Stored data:
+ + + + + + +

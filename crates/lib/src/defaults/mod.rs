//! Canonical default settings per kind and interface mode.
//!
//! The [`DefaultTable`] is consulted whenever the engine needs a fresh node: on a
//! mode switch, when a collection grows without a clone source, and when partial
//! input is completed. Every kind in the closed set must have a `simple` entry;
//! a `complex` entry is optional and falls back to `simple` when absent.
//!
//! A table is validated once, when it is built. Lookups afterwards cannot fail.
//!
//! # Usage
//!
//! ```rust
//! use mathforge::defaults::DefaultTable;
//! use mathforge::{MathObjectKind, Mode, Settings};
//!
//! let table = DefaultTable::builtin();
//! let simple = table.get(MathObjectKind::Point, Mode::Simple);
//! let complex = table.get(MathObjectKind::Point, Mode::Complex);
//!
//! // Points have no complex entry, so both modes resolve to the same default.
//! assert_eq!(simple, complex);
//! assert!(table.has_complex(MathObjectKind::Equation));
//! ```

use std::collections::BTreeMap;

use serde::{Deserialize, Serialize};
use tracing::error;

use crate::types::{
    CoefficientSettings, CoefficientsSettings, EquationSettings, ExpressionSettings,
    FunctionSettings, InequalitySettings, IntervalSettings, MathObjectKind, Mode, PointSettings,
    SetSettings, Settings, TermSettings, TermsSettings,
};

pub mod errors;

pub use errors::DefaultsError;

/// The defaults registered for one kind.
#[derive(Debug, Clone, PartialEq)]
pub struct ModeDefaults<S> {
    /// The canonical `simple` default, always present.
    pub simple: S,
    /// The canonical `complex` default, if the kind registers one.
    pub complex: Option<S>,
}

impl<S> ModeDefaults<S> {
    /// A kind with only a simple default.
    pub fn simple(simple: S) -> Self {
        Self {
            simple,
            complex: None,
        }
    }

    /// A kind with both defaults.
    pub fn both(simple: S, complex: S) -> Self {
        Self {
            simple,
            complex: Some(complex),
        }
    }

    /// The default for `mode`, falling back to `simple`.
    pub fn get(&self, mode: Mode) -> &S {
        match mode {
            Mode::Complex => self.complex.as_ref().unwrap_or(&self.simple),
            Mode::Simple => &self.simple,
        }
    }
}

/// An untyped table entry, checked against its key when the table is built.
#[derive(Debug, Clone, PartialEq, Serialize, Deserialize)]
pub struct RawModeDefaults {
    pub simple: Settings,
    #[serde(default, skip_serializing_if = "Option::is_none")]
    pub complex: Option<Settings>,
}

fn typed<S>(expected: MathObjectKind, raw: RawModeDefaults) -> Result<ModeDefaults<S>, DefaultsError>
where
    S: TryFrom<Settings, Error = Settings>,
{
    let convert = |settings: Settings| {
        S::try_from(settings).map_err(|found| {
            error!(
                expected = %expected,
                found = %found.kind(),
                "Default table entry has the wrong kind"
            );
            DefaultsError::KindMismatch {
                expected,
                found: found.kind(),
            }
        })
    };
    Ok(ModeDefaults {
        simple: convert(raw.simple)?,
        complex: raw.complex.map(&convert).transpose()?,
    })
}

macro_rules! default_table {
    ($($field:ident: $variant:ident($shape:ty)),+ $(,)?) => {
        /// Canonical settings for every kind and interface mode.
        ///
        /// One typed entry per kind; a table missing any kind cannot be built.
        #[derive(Debug, Clone, PartialEq)]
        pub struct DefaultTable {
            $($field: ModeDefaults<$shape>,)+
        }

        impl DefaultTable {
            /// Builds a table from untyped entries.
            ///
            /// Fails if any kind in the closed set has no entry, or if an entry holds
            /// settings of a different kind than its key. Later duplicates replace
            /// earlier ones.
            pub fn new(
                entries: impl IntoIterator<Item = (MathObjectKind, RawModeDefaults)>,
            ) -> Result<Self, DefaultsError> {
                let mut entries: BTreeMap<MathObjectKind, RawModeDefaults> =
                    entries.into_iter().collect();
                Ok(Self {
                    $($field: {
                        let kind = MathObjectKind::$variant;
                        let raw = entries.remove(&kind).ok_or_else(|| {
                            error!(kind = %kind, "Default table is missing a kind");
                            DefaultsError::MissingDefault { kind }
                        })?;
                        typed::<$shape>(kind, raw)?
                    },)+
                })
            }

            /// The default for `kind` in `mode`, falling back to `simple`.
            pub fn get(&self, kind: MathObjectKind, mode: Mode) -> Settings {
                match kind {
                    $(MathObjectKind::$variant => self.$field.get(mode).clone().into(),)+
                }
            }

            /// Whether `kind` registers its own complex default.
            pub fn has_complex(&self, kind: MathObjectKind) -> bool {
                match kind {
                    $(MathObjectKind::$variant => self.$field.complex.is_some(),)+
                }
            }

            /// The table as untyped entries, in kind order.
            pub fn entries(&self) -> Vec<(MathObjectKind, RawModeDefaults)> {
                vec![$(
                    (
                        MathObjectKind::$variant,
                        RawModeDefaults {
                            simple: self.$field.simple.clone().into(),
                            complex: self.$field.complex.clone().map(Into::into),
                        },
                    ),
                )+]
            }

            $(
                #[doc = concat!("Typed defaults for `", stringify!($variant), "` nodes.")]
                pub fn $field(&self) -> &ModeDefaults<$shape> {
                    &self.$field
                }
            )+
        }
    };
}

default_table! {
    coefficient: Coefficient(CoefficientSettings),
    coefficients: Coefficients(CoefficientsSettings),
    term: Term(TermSettings),
    terms: Terms(TermsSettings),
    expression: Expression(ExpressionSettings),
    function: Function(FunctionSettings),
    equation: Equation(EquationSettings),
    inequality: Inequality(InequalitySettings),
    point: Point(PointSettings),
    set: Set(SetSettings),
    interval: Interval(IntervalSettings),
}

impl DefaultTable {
    /// The built-in table. Only equations and inequalities register a complex entry.
    pub fn builtin() -> Self {
        Self {
            coefficient: ModeDefaults::simple(CoefficientSettings::default()),
            coefficients: ModeDefaults::simple(CoefficientsSettings::default()),
            term: ModeDefaults::simple(TermSettings::default()),
            terms: ModeDefaults::simple(TermsSettings::default()),
            expression: ModeDefaults::simple(ExpressionSettings::default()),
            function: ModeDefaults::simple(FunctionSettings::default()),
            equation: ModeDefaults::both(
                EquationSettings::default(),
                EquationSettings::complex_default(),
            ),
            inequality: ModeDefaults::both(
                InequalitySettings::default(),
                InequalitySettings::complex_default(),
            ),
            point: ModeDefaults::simple(PointSettings::default()),
            set: ModeDefaults::simple(SetSettings::default()),
            interval: ModeDefaults::simple(IntervalSettings::default()),
        }
    }
}

impl Default for DefaultTable {
    fn default() -> Self {
        Self::builtin()
    }
}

+ + + + + + +

Assigned task - The entries are to be retyped in full, with no alteration.

Response to this exercise -
filename crates/lib/src/defaults/mod.rs
//! Canonical default settings per kind and interface mode.
//!
//! The [`DefaultTable`] is consulted whenever the engine needs a fresh node: on a
//! mode switch, when a collection grows without a clone source, and when partial
//! input is completed. Every kind in the closed set must have a `simple` entry;
//! a `complex` entry is optional and falls back to `simple` when absent.
//!
//! A table is validated once, when it is built. Lookups afterwards cannot fail.
//!
//! # Usage
//!
//! ```rust
//! use mathforge::defaults::DefaultTable;
//! use mathforge::{MathObjectKind, Mode, Settings};
//!
//! let table = DefaultTable::builtin();
//! let simple = table.get(MathObjectKind::Point, Mode::Simple);
//! let complex = table.get(MathObjectKind::Point, Mode::Complex);
//!
//! // Points have no complex entry, so both modes resolve to the same default.
//! assert_eq!(simple, complex);
//! assert!(table.has_complex(MathObjectKind::Equation));
//! ```

use std::collections::BTreeMap;

use serde::{Deserialize, Serialize};
use tracing::error;

use crate::types::{
    CoefficientSettings, CoefficientsSettings, EquationSettings, ExpressionSettings,
    FunctionSettings, InequalitySettings, IntervalSettings, MathObjectKind, Mode, PointSettings,
    SetSettings, Settings, TermSettings, TermsSettings,
};

pub mod errors;

pub use errors::DefaultsError;

/// The defaults registered for one kind.
#[derive(Debug, Clone, PartialEq)]
pub struct ModeDefaults<S> {
    /// The canonical `simple` default, always present.
    pub simple: S,
    /// The canonical `complex` default, if the kind registers one.
    pub complex: Option<S>,
}

impl<S> ModeDefaults<S> {
    /// A kind with only a simple default.
    pub fn simple(simple: S) -> Self {
        Self {
            simple,
            complex: None,
        }
    }

    /// A kind with both defaults.
    pub fn both(simple: S, complex: S) -> Self {
        Self {
            simple,
            complex: Some(complex),
        }
    }

    /// The default for `mode`, falling back to `simple`.
    pub fn get(&self, mode: Mode) -> &S {
        match mode {
            Mode::Complex => self.complex.as_ref().unwrap_or(&self.simple),
            Mode::Simple => &self.simple,
        }
    }
}

/// An untyped table entry, checked against its key when the table is built.
#[derive(Debug, Clone, PartialEq, Serialize, Deserialize)]
pub struct RawModeDefaults {
    pub simple: Settings,
    #[serde(default, skip_serializing_if = "Option::is_none")]
    pub complex: Option<Settings>,
}

fn typed<S>(expected: MathObjectKind, raw: RawModeDefaults) -> Result<ModeDefaults<S>, DefaultsError>
where
    S: TryFrom<Settings, Error = Settings>,
{
    let convert = |settings: Settings| {
        S::try_from(settings).map_err(|found| {
            error!(
                expected = %expected,
                found = %found.kind(),
                "Default table entry has the wrong kind"
            );
            DefaultsError::KindMismatch {
                expected,
                found: found.kind(),
            }
        })
    };
    Ok(ModeDefaults {
        simple: convert(raw.simple)?,
        complex: raw.complex.map(&convert).transpose()?,
    })
}

macro_rules! default_table {
    ($($field:ident: $variant:ident($shape:ty)),+ $(,)?) => {
        /// Canonical settings for every kind and interface mode.
        ///
        /// One typed entry per kind; a table missing any kind cannot be built.
        #[derive(Debug, Clone, PartialEq)]
        pub struct DefaultTable {
            $($field: ModeDefaults<$shape>,)+
        }

        impl DefaultTable {
            /// Builds a table from untyped entries.
            ///
            /// Fails if any kind in the closed set has no entry, or if an entry holds
            /// settings of a different kind than its key. Later duplicates replace
            /// earlier ones.
            pub fn new(
                entries: impl IntoIterator<Item = (MathObjectKind, RawModeDefaults)>,
            ) -> Result<Self, DefaultsError> {
                let mut entries: BTreeMap<MathObjectKind, RawModeDefaults> =
                    entries.into_iter().collect();
                Ok(Self {
                    $($field: {
                        let kind = MathObjectKind::$variant;
                        let raw = entries.remove(&kind).ok_or_else(|| {
                            error!(kind = %kind, "Default table is missing a kind");
                            DefaultsError::MissingDefault { kind }
                        })?;
                        typed::<$shape>(kind, raw)?
                    },)+
                })
            }

            /// The default for `kind` in `mode`, falling back to `simple`.
            pub fn get(&self, kind: MathObjectKind, mode: Mode) -> Settings {
                match kind {
                    $(MathObjectKind::$variant => self.$field.get(mode).clone().into(),)+
                }
            }

            /// Whether `kind` registers its own complex default.
            pub fn has_complex(&self, kind: MathObjectKind) -> bool {
                match kind {
                    $(MathObjectKind::$variant => self.$field.complex.is_some(),)+
                }
            }

            /// The table as untyped entries, in kind order.
            pub fn entries(&self) -> Vec<(MathObjectKind, RawModeDefaults)> {
                vec![$(
                    (
                        MathObjectKind::$variant,
                        RawModeDefaults {
                            simple: self.$field.simple.clone().into(),
                            complex: self.$field.complex.clone().map(Into::into),
                        },
                    ),
                )+]
            }

            $(
                #[doc = concat!("Typed defaults for `", stringify!($variant), "` nodes.")]
                pub fn $field(&self) -> &ModeDefaults<$shape> {
                    &self.$field
                }
            )+
        }
    };
}

default_table! {
    coefficient: Coefficient(CoefficientSettings),
    coefficients: Coefficients(CoefficientsSettings),
    term: Term(TermSettings),
    terms: Terms(TermsSettings),
    expression: Expression(ExpressionSettings),
    function: Function(FunctionSettings),
    equation: Equation(EquationSettings),
    inequality: Inequality(InequalitySettings),
    point: Point(PointSettings),
    set: Set(SetSettings),
    interval: Interval(IntervalSettings),
}

impl DefaultTable {
    /// The built-in table. Only equations and inequalities register a complex entry.
    pub fn builtin() -> Self {
        Self {
            coefficient: ModeDefaults::simple(CoefficientSettings::default()),
            coefficients: ModeDefaults::simple(CoefficientsSettings::default()),
            term: ModeDefaults::simple(TermSettings::default()),
            terms: ModeDefaults::simple(TermsSettings::default()),
            expression: ModeDefaults::simple(ExpressionSettings::default()),
            function: ModeDefaults::simple(FunctionSettings::default()),
            equation: ModeDefaults::both(
                EquationSettings::default(),
                EquationSettings::complex_default(),
            ),
            inequality: ModeDefaults::both(
                InequalitySettings::default(),
                InequalitySettings::complex_default(),
            ),
            point: ModeDefaults::simple(PointSettings::default()),
            set: ModeDefaults::simple(SetSettings::default()),
            interval: ModeDefaults::simple(IntervalSettings::default()),
        }
    }
}

impl Default for DefaultTable {
    fn default() -> Self {
        Self::builtin()
    }
}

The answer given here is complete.